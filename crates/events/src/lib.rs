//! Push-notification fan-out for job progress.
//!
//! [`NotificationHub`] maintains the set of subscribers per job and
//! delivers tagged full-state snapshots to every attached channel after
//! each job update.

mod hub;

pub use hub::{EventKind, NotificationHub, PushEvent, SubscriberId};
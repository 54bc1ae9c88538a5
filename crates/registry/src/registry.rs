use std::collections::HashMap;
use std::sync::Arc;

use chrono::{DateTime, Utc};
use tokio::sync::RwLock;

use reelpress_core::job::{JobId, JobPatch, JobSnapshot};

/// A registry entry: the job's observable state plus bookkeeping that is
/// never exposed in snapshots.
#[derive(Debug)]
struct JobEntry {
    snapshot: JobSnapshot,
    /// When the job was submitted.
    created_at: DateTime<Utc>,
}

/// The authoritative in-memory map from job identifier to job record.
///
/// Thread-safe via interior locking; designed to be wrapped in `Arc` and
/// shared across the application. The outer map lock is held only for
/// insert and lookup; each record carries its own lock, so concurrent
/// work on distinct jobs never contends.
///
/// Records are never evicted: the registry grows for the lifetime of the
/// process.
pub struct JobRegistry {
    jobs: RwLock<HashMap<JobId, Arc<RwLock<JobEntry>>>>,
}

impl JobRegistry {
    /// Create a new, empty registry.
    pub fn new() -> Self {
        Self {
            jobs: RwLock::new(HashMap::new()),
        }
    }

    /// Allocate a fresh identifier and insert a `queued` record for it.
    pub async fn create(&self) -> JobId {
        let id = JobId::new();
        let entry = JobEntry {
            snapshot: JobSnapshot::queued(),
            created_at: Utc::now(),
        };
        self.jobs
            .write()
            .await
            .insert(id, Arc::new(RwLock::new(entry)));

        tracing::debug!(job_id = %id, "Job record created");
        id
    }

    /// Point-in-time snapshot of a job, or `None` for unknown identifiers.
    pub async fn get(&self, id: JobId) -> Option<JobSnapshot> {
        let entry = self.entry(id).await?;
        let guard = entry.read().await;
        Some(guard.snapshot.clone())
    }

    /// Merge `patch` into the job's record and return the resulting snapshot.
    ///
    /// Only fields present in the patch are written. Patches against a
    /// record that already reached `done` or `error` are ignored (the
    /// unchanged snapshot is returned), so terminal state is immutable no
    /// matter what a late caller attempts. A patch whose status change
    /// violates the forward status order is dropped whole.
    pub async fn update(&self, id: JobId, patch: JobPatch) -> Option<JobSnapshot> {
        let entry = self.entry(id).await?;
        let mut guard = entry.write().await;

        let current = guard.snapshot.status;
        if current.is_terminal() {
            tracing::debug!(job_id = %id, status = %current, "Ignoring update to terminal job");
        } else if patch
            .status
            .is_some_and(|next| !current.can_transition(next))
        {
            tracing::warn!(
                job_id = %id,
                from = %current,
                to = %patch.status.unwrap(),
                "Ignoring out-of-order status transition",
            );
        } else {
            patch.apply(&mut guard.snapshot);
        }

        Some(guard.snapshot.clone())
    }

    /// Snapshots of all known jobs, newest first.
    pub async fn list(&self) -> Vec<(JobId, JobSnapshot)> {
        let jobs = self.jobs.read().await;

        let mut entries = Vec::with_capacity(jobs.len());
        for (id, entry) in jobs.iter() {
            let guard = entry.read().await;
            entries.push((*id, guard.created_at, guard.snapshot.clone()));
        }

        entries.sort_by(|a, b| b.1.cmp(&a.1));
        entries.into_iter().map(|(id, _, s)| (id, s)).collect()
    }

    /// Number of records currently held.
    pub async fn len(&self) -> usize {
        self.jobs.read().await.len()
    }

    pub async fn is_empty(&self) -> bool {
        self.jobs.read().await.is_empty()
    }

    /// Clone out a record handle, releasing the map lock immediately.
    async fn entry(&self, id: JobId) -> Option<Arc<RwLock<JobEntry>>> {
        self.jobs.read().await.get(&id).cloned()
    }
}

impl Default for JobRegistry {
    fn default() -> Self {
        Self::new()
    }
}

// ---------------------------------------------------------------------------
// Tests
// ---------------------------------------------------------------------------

• **Prompt**:
Your task is to count the lines of the records that contain "update". Answer with only that number.

• **Exercise answer**:
3